▸ Records for processing:
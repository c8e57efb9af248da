//! historyLog - persisted command history
//! Stores to: ~/.aish/history.json (a JSON array, oldest first)
//!
//! Older files held bare strings or `{time, entry}` objects; both are read
//! and rewritten in the current shape on the next append.

use anyhow::{Context, Result};
use chrono::{DateTime, NaiveDateTime, Utc};
use serde::{Deserialize, Serialize};
use std::path::{Path, PathBuf};
use tokio::fs;
use tokio::sync::Mutex;

/// Longest output prefix kept per record
pub const SNIPPET_CHARS: usize = 200;

pub const DEFAULT_LIMIT: usize = 1000;

/// Default location of the history file
pub fn default_history_path() -> PathBuf {
    let home = std::env::var("HOME").unwrap_or_else(|_| "/tmp".to_string());
    PathBuf::from(home).join(".aish").join("history.json")
}

#[derive(Debug, Clone, PartialEq, Serialize, Deserialize)]
pub struct HistoryRecord {
    pub time: DateTime<Utc>,
    pub command: String,
    #[serde(default)]
    pub exit_code: i32,
    #[serde(default)]
    pub output_snippet: String,
    #[serde(default)]
    pub session: Option<String>,
}

impl HistoryRecord {
    pub fn new(command: impl Into<String>, exit_code: i32, output: &str, session: Option<String>) -> Self {
        Self {
            time: Utc::now(),
            command: command.into(),
            exit_code,
            output_snippet: snippet(output),
            session,
        }
    }
}

/// Any record shape found on disk
#[derive(Debug, Deserialize)]
#[serde(untagged)]
enum StoredRecord {
    Current(HistoryRecord),
    Timed { time: String, entry: String },
    Bare(String),
}

impl From<StoredRecord> for HistoryRecord {
    fn from(stored: StoredRecord) -> Self {
        match stored {
            StoredRecord::Current(record) => record,
            StoredRecord::Timed { time, entry } => HistoryRecord {
                time: parse_legacy_time(&time),
                command: entry,
                exit_code: 0,
                output_snippet: String::new(),
                session: None,
            },
            StoredRecord::Bare(command) => HistoryRecord {
                time: DateTime::<Utc>::default(),
                command,
                exit_code: 0,
                output_snippet: String::new(),
                session: None,
            },
        }
    }
}

fn parse_legacy_time(raw: &str) -> DateTime<Utc> {
    if let Ok(t) = DateTime::parse_from_rfc3339(raw) {
        return t.with_timezone(&Utc);
    }
    ["%Y-%m-%dT%H:%M:%S%.f", "%Y-%m-%d %H:%M:%S%.f", "%Y-%m-%d %H:%M:%S"]
        .iter()
        .find_map(|fmt| NaiveDateTime::parse_from_str(raw, fmt).ok())
        .map(|naive| naive.and_utc())
        .unwrap_or_default()
}

fn snippet(output: &str) -> String {
    output.trim().chars().take(SNIPPET_CHARS).collect()
}

/// Bounded history file with serialized writers
pub struct HistoryLog {
    path: PathBuf,
    limit: usize,
    lock: Mutex<()>,
}

impl HistoryLog {
    pub fn new(path: impl Into<PathBuf>, limit: usize) -> Self {
        Self {
            path: path.into(),
            limit: limit.max(1),
            lock: Mutex::new(()),
        }
    }

    pub fn path(&self) -> &Path {
        &self.path
    }

    pub fn limit(&self) -> usize {
        self.limit
    }

    /// Read all records, oldest first; a missing file is an empty history
    async fn load(&self) -> Result<Vec<HistoryRecord>> {
        if !self.path.exists() {
            return Ok(Vec::new());
        }

        let content = fs::read_to_string(&self.path)
            .await
            .context("Failed to read history file")?;
        if content.trim().is_empty() {
            return Ok(Vec::new());
        }

        let stored: Vec<StoredRecord> =
            serde_json::from_str(&content).context("Failed to parse history file")?;
        Ok(stored.into_iter().map(HistoryRecord::from).collect())
    }

    async fn save(&self, records: &[HistoryRecord]) -> Result<()> {
        if let Some(parent) = self.path.parent() {
            fs::create_dir_all(parent)
                .await
                .context("Failed to create history directory")?;
        }

        let json = serde_json::to_string_pretty(records)
            .context("Failed to serialize history")?;
        fs::write(&self.path, json)
            .await
            .context("Failed to write history file")?;
        Ok(())
    }

    /// Append a record, dropping the oldest beyond the limit
    pub async fn append(&self, record: HistoryRecord) -> Result<()> {
        let _guard = self.lock.lock().await;

        let mut records = self.load().await?;
        records.push(record);
        if records.len() > self.limit {
            let excess = records.len() - self.limit;
            records.drain(..excess);
        }

        self.save(&records).await
    }

    /// Up to `limit` records, newest first
    pub async fn recent(&self, limit: usize) -> Result<Vec<HistoryRecord>> {
        let _guard = self.lock.lock().await;
        let records = self.load().await?;
        Ok(records.into_iter().rev().take(limit).collect())
    }

    pub async fn clear(&self) -> Result<()> {
        let _guard = self.lock.lock().await;
        self.save(&[]).await
    }
}

impl Default for HistoryLog {
    fn default() -> Self {
        Self::new(default_history_path(), DEFAULT_LIMIT)
    }
}

#[cfg(test)]
mod tests {
    use super::*;
    use tempfile::TempDir;

    fn log_in(dir: &TempDir, limit: usize) -> HistoryLog {
        HistoryLog::new(dir.path().join("nested").join("history.json"), limit)
    }

    #[tokio::test]
    async fn test_append_and_recent() {
        let dir = TempDir::new().unwrap();
        let log = log_in(&dir, 10);

        log.append(HistoryRecord::new("ls", 0, "a.txt\n", Some("s1".into())))
            .await
            .unwrap();
        log.append(HistoryRecord::new("false", 1, "", None)).await.unwrap();

        let recent = log.recent(10).await.unwrap();
        assert_eq!(recent.len(), 2);
        assert_eq!(recent[0].command, "false");
        assert_eq!(recent[0].exit_code, 1);
        assert_eq!(recent[1].output_snippet, "a.txt");
        assert_eq!(recent[1].session.as_deref(), Some("s1"));
    }

    #[tokio::test]
    async fn test_missing_file_is_empty() {
        let dir = TempDir::new().unwrap();
        let log = log_in(&dir, 10);
        assert!(log.recent(5).await.unwrap().is_empty());
    }

    #[tokio::test]
    async fn test_limit_drops_oldest() {
        let dir = TempDir::new().unwrap();
        let log = log_in(&dir, 3);
        for i in 0..5 {
            log.append(HistoryRecord::new(format!("cmd {}", i), 0, "", None))
                .await
                .unwrap();
        }

        let recent = log.recent(10).await.unwrap();
        let commands: Vec<&str> = recent.iter().map(|r| r.command.as_str()).collect();
        assert_eq!(commands, vec!["cmd 4", "cmd 3", "cmd 2"]);
    }

    #[tokio::test]
    async fn test_snippet_is_capped() {
        let dir = TempDir::new().unwrap();
        let log = log_in(&dir, 10);
        let output = "x".repeat(500);
        log.append(HistoryRecord::new("yes", 0, &output, None)).await.unwrap();

        let recent = log.recent(1).await.unwrap();
        assert_eq!(recent[0].output_snippet.chars().count(), SNIPPET_CHARS);
    }

    #[tokio::test]
    async fn test_legacy_records_are_migrated() {
        let dir = TempDir::new().unwrap();
        let path = dir.path().join("history.json");
        std::fs::write(
            &path,
            r#"["ls -la", {"time": "2024-03-01T10:20:30.123456", "entry": "pwd"}]"#,
        )
        .unwrap();

        let log = HistoryLog::new(&path, 10);
        let recent = log.recent(10).await.unwrap();
        assert_eq!(recent[0].command, "pwd");
        assert_eq!(recent[0].time.format("%Y-%m-%d").to_string(), "2024-03-01");
        assert_eq!(recent[1].command, "ls -la");

        log.append(HistoryRecord::new("whoami", 0, "me", None)).await.unwrap();
        let raw: serde_json::Value =
            serde_json::from_str(&std::fs::read_to_string(&path).unwrap()).unwrap();
        assert_eq!(raw[0]["command"], "ls -la");
        assert_eq!(raw[1]["command"], "pwd");
        assert_eq!(raw[2]["output_snippet"], "me");
    }

    #[tokio::test]
    async fn test_concurrent_appends() {
        let dir = TempDir::new().unwrap();
        let log = std::sync::Arc::new(log_in(&dir, 100));

        let tasks: Vec<_> = (0..10)
            .map(|i| {
                let log = log.clone();
                tokio::spawn(async move {
                    log.append(HistoryRecord::new(format!("c{}", i), 0, "", None))
                        .await
                        .unwrap();
                })
            })
            .collect();
        for t in tasks {
            t.await.unwrap();
        }

        assert_eq!(log.recent(100).await.unwrap().len(), 10);
    }
}
/*!
 * AISH CLI
 *
 * Interactive natural-language shell plus one-shot subcommands for
 * resolving input, checking commands and inspecting history and tables.
 */

use std::io::{self, BufRead, Write};
use std::path::PathBuf;

use aish_core::actions::{Action, ResolveError};
use aish_core::builtins::BuiltinRegistry;
use aish_core::config::AishConfig;
use aish_core::history_log::HistoryLog;
use aish_core::platform::detect_os;
use aish_core::resolver::Resolver;
use aish_core::safety;
use aish_core::session::{Session, Turn};
use aish_core::suggestions::FALLBACK_HINTS;
use aish_core::tables::CommandTables;
use anyhow::{Context, Result};
use clap::{Parser, Subcommand};
use tokio::runtime::Runtime;
use tracing_subscriber::EnvFilter;

const LOG_ENV: &str = "AISH_LOG";
const PROMPT: &str = "aish> ";

#[derive(Parser)]
#[command(name = "aish")]
#[command(about = "AISH - natural-language command shell", long_about = None, version)]
struct Cli {
    /// Pattern table (JSON or YAML)
    #[arg(long, global = true)]
    patterns: Option<PathBuf>,

    /// Command table (JSON or YAML)
    #[arg(long, global = true)]
    commands: Option<PathBuf>,

    /// Config file (default: $AISH_CONFIG or ~/.aish/config.yaml)
    #[arg(long, global = true)]
    config: Option<PathBuf>,

    #[command(subcommand)]
    command: Option<Commands>,
}

#[derive(Subcommand)]
enum Commands {
    /// Interactive shell (default)
    Repl,

    /// Print the action for some input without running it
    Resolve {
        /// Input text
        #[arg(required = true, trailing_var_arg = true, allow_hyphen_values = true)]
        text: Vec<String>,

        /// OS id to resolve for (linux, darwin, windows, ...)
        #[arg(long)]
        os: Option<String>,

        /// Emit the action as JSON
        #[arg(long)]
        json: bool,
    },

    /// Run the safety checker on a command
    Check {
        #[arg(required = true, trailing_var_arg = true, allow_hyphen_values = true)]
        command: Vec<String>,
    },

    /// Show persisted history, newest first
    History {
        #[arg(short, long, default_value_t = 20)]
        limit: usize,
    },

    /// Show table sizes and validation issues
    Tables,
}

fn main() {
    let filter = EnvFilter::try_from_env(LOG_ENV).unwrap_or_else(|_| EnvFilter::new("warn"));
    tracing_subscriber::fmt()
        .with_env_filter(filter)
        .with_writer(io::stderr)
        .init();

    let cli = Cli::parse();
    match run(cli) {
        Ok(code) => std::process::exit(code),
        Err(e) => {
            eprintln!("Error: {:#}", e);
            std::process::exit(1);
        }
    }
}

fn run(cli: Cli) -> Result<i32> {
    let mut config = AishConfig::load(cli.config.as_deref())?;
    if cli.patterns.is_some() {
        config.patterns_path = cli.patterns;
    }
    if cli.commands.is_some() {
        config.commands_path = cli.commands;
    }

    match cli.command.unwrap_or(Commands::Repl) {
        Commands::Repl => repl(&config),
        Commands::Resolve { text, os, json } => resolve(&config, &text.join(" "), os, json),
        Commands::Check { command } => Ok(check(&command.join(" "))),
        Commands::History { limit } => history(&config, limit),
        Commands::Tables => tables(&config),
    }
}

fn load_tables(config: &AishConfig) -> Result<CommandTables> {
    CommandTables::load(config.patterns_path.as_deref(), config.commands_path.as_deref())
}

fn resolve(config: &AishConfig, text: &str, os: Option<String>, json: bool) -> Result<i32> {
    let tables = load_tables(config)?;
    let builtins = BuiltinRegistry::with_defaults();
    let os = os
        .or_else(|| config.os.clone())
        .unwrap_or_else(detect_os);

    let resolution = match Resolver::new(&tables, &builtins, &os)
        .with_options(config.resolve_options())
        .resolve(text)
    {
        Ok(resolution) => resolution,
        Err(ResolveError::NoActionableInput) => {
            eprintln!("{}", ResolveError::NoActionableInput);
            return Ok(2);
        }
    };

    if json {
        println!("{}", serde_json::to_string_pretty(&resolution.action)?);
    } else {
        println!("{}  [{:?}]", resolution.action.describe(), resolution.tier);
    }
    Ok(0)
}

fn check(command: &str) -> i32 {
    let report = safety::check(command);
    println!("{}", report);
    if report.is_safe() {
        0
    } else {
        1
    }
}

fn history(config: &AishConfig, limit: usize) -> Result<i32> {
    let rt = Runtime::new()?;
    let log = HistoryLog::new(&config.history_path, config.history_limit);
    let records = rt.block_on(log.recent(limit))?;

    if records.is_empty() {
        println!("No history yet. Run some commands first!");
    }
    for record in records {
        println!(
            "{}  [{}]  {}",
            record.time.format("%Y-%m-%d %H:%M:%S"),
            record.exit_code,
            record.command
        );
    }
    Ok(0)
}

fn tables(config: &AishConfig) -> Result<i32> {
    let tables = load_tables(config)?;
    let builtins = BuiltinRegistry::with_defaults();

    println!("patterns: {}", tables.patterns.len());
    println!("commands: {}", tables.commands.len());
    println!("builtins: {}", builtins.len());
    for (name, summary) in builtins.list() {
        println!("  {:<10} {}", name, summary);
    }

    let issues = tables.validate(&builtins);
    if issues.is_empty() {
        println!("no issues");
    } else {
        println!("issues: {}", issues.len());
        for issue in &issues {
            println!("  {}", issue);
        }
    }
    Ok(0)
}

fn repl(config: &AishConfig) -> Result<i32> {
    let rt = Runtime::new()?;
    let session = Session::from_config(config)?;
    tracing::info!(session = %session.id(), os = session.os(), "repl started");

    println!("AISH - type 'help' for options, 'exit' to quit");
    let stdin = io::stdin();
    let mut lines = stdin.lock().lines();

    loop {
        print!("{}", PROMPT);
        io::stdout().flush()?;

        let line = match lines.next() {
            Some(line) => line.context("Failed to read input")?,
            None => break,
        };
        let input = line.trim();

        match input.to_lowercase().as_str() {
            "exit" | "quit" => break,
            "help" | "?" => {
                print_help(&session);
                continue;
            }
            "history" => {
                print_history(&rt, &session)?;
                continue;
            }
            _ => {}
        }

        let plan = match session.plan(input) {
            Ok(plan) => plan,
            Err(ResolveError::NoActionableInput) => {
                println!("Please enter a command. Type 'help' for options.");
                continue;
            }
        };

        if plan.rule.is_some() {
            println!("→ {}", plan.expanded);
        }

        if config.confirm_dangerous {
            if let Some(report) = plan.safety().filter(|r| r.needs_confirmation()) {
                println!("{}", report);
                if !confirm(&mut lines)? {
                    println!("Cancelled.");
                    continue;
                }
            }
        }

        let turn = rt.block_on(session.execute(plan))?;
        print_turn(&turn);
    }

    Ok(0)
}

fn confirm(lines: &mut impl Iterator<Item = io::Result<String>>) -> Result<bool> {
    print!("Run anyway? [y/N] ");
    io::stdout().flush()?;
    let answer = match lines.next() {
        Some(line) => line.context("Failed to read input")?,
        None => return Ok(false),
    };
    Ok(matches!(answer.trim().to_lowercase().as_str(), "y" | "yes"))
}

fn print_turn(turn: &Turn) {
    if turn.cleared {
        print!("\x1b[2J\x1b[H");
        let _ = io::stdout().flush();
        return;
    }

    match &turn.outcome {
        Some(outcome) => {
            if !outcome.stdout.is_empty() {
                print!("{}", outcome.stdout);
                if !outcome.stdout.ends_with('\n') {
                    println!();
                }
            }
            if !outcome.stderr.is_empty() {
                eprint!("{}", outcome.stderr);
                if !outcome.stderr.ends_with('\n') {
                    eprintln!();
                }
            }
            if !outcome.success() {
                println!("Exit code: {}", outcome.exit_code);
            }
        }
        None if turn.plan.action() == &Action::NoMatch => {
            println!("No matching command: {}", turn.plan.input);
        }
        None => {}
    }

    if turn.success() {
        return;
    }
    println!("Suggestions:");
    if turn.suggestions.is_empty() {
        for hint in FALLBACK_HINTS {
            println!("  • {}", hint);
        }
    }
    for (i, suggestion) in turn.suggestions.iter().enumerate() {
        println!("  {}. {}", i + 1, suggestion);
    }
}

fn print_help(session: &Session) {
    println!("Type what you want in plain words, or a command.");
    println!();
    println!("Examples:");
    for (phrase, key) in session.tables().patterns.iter().take(5) {
        println!("  {:<28} → {}", phrase, key);
    }
    println!();
    println!("Built-in commands:");
    for (name, summary) in session.builtins().list() {
        println!("  {:<10} {}", name, summary);
    }
    println!();
    println!("References: again, 2 commands ago, delete them, kill it, list there,");
    println!("            with details, sort by size, now in <dir>");
    println!("Meta: help, history, clear, exit");
}

fn print_history(rt: &Runtime, session: &Session) -> Result<()> {
    let Some(log) = session.history() else {
        return Ok(());
    };
    let records = rt.block_on(log.recent(20))?;
    if records.is_empty() {
        println!("No history yet. Run some commands first!");
    }
    for record in records {
        println!("  [{}] {}", record.exit_code, record.command);
    }
    Ok(())
}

▸ What this task involves: Transcribe each line of the data above, unaltered, from the one where "on a command" appears to the one where "#[arg(short, long, default_value_t" appears, inclusive of both.

▸ Result of this task:
    /// Run the safety checker on a command
    Check {
        #[arg(required = true, trailing_var_arg = true, allow_hyphen_values = true)]
        command: Vec<String>,
    },

    /// Show persisted history, newest first
    History {
        #[arg(short, long, default_value_t = 20)]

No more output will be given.